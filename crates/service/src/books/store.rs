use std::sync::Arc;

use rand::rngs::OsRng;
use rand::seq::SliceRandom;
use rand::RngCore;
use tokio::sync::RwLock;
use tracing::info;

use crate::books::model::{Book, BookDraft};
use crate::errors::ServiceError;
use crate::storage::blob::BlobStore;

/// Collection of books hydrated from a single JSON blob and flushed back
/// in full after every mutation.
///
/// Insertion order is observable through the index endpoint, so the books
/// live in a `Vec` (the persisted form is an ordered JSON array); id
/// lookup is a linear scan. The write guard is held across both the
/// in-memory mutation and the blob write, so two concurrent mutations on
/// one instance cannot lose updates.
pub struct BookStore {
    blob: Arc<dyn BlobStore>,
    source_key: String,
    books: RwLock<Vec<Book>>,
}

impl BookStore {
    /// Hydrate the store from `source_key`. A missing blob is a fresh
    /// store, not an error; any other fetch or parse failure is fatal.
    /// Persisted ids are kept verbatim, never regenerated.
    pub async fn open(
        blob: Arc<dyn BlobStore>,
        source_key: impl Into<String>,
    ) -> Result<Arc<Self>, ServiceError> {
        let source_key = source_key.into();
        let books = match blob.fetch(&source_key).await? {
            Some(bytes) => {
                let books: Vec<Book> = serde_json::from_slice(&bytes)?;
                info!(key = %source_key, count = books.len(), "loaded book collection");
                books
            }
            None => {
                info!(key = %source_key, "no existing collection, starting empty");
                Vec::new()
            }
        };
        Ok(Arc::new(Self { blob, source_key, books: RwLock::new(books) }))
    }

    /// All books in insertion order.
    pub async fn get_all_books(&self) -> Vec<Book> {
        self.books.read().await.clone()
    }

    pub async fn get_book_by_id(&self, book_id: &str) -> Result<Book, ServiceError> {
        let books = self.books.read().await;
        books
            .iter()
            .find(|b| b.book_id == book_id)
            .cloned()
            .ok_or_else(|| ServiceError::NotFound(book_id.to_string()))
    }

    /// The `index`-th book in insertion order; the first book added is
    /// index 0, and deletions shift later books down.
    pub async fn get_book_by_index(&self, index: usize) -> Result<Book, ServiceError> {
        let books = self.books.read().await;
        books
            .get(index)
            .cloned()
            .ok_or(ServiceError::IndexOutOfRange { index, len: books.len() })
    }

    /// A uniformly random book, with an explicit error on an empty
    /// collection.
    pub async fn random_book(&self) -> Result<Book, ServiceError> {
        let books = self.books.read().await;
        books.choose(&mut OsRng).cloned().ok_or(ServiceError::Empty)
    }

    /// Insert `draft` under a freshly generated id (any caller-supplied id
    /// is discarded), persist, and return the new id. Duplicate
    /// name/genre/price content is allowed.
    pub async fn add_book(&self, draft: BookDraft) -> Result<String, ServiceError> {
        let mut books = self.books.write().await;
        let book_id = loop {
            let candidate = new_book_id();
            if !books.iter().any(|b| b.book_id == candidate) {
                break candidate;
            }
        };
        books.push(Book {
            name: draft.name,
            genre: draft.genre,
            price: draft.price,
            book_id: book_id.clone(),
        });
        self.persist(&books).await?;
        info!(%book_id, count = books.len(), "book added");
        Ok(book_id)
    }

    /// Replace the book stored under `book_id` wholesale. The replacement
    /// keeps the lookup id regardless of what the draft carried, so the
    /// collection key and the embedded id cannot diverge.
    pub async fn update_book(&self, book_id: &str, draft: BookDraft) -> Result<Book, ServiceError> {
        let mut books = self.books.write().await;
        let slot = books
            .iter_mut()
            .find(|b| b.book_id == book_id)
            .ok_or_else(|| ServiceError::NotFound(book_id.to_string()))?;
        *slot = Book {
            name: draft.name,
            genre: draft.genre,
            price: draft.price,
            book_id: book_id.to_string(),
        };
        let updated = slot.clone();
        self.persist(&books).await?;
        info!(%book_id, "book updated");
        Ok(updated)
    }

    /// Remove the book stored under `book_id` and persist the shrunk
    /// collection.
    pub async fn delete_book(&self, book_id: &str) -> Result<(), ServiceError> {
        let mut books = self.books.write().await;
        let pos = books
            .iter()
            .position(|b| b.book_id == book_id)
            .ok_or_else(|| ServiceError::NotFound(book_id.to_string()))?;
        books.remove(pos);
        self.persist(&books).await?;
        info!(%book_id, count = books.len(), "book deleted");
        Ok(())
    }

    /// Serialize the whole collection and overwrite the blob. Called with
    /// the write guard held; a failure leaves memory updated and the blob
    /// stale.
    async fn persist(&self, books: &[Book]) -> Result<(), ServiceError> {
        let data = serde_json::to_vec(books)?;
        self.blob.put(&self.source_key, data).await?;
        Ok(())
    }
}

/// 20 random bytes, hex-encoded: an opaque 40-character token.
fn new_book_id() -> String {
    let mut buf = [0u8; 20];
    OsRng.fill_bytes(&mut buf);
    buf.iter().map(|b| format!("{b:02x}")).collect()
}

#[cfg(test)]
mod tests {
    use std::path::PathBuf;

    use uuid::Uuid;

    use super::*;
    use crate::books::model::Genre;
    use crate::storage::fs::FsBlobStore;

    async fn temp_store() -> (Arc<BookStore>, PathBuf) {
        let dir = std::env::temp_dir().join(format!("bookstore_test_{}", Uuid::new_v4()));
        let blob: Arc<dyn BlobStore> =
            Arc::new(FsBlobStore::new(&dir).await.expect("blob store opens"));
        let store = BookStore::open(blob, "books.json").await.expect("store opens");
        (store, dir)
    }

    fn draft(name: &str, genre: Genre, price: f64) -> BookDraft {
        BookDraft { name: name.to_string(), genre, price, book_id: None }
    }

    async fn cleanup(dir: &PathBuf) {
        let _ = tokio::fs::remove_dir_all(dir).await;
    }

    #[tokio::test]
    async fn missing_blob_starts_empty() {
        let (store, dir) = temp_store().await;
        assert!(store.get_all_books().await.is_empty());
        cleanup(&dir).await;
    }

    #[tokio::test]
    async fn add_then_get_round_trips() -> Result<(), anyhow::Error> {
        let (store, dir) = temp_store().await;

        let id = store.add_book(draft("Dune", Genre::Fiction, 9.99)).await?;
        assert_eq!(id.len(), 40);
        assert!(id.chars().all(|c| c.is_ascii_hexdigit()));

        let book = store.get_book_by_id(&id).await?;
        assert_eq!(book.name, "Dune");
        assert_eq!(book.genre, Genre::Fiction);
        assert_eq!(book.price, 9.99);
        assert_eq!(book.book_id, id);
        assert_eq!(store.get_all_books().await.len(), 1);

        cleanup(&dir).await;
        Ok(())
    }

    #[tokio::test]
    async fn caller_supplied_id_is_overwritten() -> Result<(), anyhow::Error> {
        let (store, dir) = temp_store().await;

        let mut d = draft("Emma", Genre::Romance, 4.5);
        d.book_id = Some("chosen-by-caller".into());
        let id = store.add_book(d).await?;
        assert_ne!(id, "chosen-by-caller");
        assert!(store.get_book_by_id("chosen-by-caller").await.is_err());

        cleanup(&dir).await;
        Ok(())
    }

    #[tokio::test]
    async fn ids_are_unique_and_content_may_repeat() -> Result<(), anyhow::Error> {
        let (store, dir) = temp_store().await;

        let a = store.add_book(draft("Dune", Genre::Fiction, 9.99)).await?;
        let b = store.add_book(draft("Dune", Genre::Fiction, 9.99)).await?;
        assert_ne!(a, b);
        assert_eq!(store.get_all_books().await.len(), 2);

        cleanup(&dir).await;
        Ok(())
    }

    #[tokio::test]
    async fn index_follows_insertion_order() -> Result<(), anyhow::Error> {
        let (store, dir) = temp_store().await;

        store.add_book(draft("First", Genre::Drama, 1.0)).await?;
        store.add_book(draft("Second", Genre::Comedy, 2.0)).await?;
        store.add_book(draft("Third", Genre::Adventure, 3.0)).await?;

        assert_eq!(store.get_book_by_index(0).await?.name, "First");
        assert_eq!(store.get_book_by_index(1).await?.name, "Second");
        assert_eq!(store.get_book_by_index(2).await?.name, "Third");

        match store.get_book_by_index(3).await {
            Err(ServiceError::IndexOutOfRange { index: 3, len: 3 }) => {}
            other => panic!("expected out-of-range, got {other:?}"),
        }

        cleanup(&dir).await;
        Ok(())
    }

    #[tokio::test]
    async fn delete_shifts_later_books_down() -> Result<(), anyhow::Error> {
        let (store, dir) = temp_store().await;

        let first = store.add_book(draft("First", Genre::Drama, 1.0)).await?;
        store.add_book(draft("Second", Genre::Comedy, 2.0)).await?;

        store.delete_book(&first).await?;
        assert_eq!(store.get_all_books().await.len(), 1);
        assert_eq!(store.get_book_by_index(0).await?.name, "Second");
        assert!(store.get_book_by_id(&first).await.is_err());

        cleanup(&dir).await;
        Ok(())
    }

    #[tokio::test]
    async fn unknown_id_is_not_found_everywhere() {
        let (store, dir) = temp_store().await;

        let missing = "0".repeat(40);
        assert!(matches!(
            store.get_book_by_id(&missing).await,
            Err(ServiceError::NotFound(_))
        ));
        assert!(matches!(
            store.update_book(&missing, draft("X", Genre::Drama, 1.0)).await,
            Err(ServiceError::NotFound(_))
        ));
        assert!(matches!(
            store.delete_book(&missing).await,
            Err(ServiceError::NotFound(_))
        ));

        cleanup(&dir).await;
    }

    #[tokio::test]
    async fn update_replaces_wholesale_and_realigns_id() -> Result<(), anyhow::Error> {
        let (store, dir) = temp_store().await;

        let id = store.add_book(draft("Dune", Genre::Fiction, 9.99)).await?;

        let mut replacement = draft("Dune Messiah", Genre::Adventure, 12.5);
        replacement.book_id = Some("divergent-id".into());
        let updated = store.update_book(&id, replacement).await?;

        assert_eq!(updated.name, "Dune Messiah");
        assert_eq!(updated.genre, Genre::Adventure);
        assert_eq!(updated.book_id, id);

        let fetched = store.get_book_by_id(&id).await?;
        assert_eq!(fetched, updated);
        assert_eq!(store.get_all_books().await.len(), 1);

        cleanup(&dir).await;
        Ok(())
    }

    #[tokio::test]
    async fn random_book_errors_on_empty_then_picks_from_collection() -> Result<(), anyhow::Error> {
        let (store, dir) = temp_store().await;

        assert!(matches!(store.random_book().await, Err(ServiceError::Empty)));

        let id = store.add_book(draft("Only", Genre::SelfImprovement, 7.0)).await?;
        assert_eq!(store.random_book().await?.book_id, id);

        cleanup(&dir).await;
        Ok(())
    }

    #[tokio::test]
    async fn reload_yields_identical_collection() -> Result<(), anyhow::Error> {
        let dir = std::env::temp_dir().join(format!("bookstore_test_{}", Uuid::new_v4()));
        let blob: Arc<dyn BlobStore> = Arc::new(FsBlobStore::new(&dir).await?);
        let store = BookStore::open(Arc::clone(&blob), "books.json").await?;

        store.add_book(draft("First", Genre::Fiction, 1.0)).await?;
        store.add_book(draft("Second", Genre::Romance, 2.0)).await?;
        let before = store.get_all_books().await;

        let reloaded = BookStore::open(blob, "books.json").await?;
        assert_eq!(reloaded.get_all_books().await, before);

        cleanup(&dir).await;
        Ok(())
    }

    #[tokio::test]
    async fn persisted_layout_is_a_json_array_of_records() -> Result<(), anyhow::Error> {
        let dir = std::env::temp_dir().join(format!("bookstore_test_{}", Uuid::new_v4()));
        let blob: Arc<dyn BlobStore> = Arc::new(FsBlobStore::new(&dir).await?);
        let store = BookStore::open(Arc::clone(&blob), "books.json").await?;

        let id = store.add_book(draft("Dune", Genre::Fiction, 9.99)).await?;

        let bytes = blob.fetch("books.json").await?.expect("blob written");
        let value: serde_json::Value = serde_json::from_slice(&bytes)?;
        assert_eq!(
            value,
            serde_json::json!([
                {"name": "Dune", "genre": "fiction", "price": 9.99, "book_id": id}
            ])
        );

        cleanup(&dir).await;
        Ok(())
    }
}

+++

Activity
Sift through the material above and copy the lines that contain the word "model".

Task response
use crate::books::model::{Book, BookDraft};
    use crate::books::model::Genre;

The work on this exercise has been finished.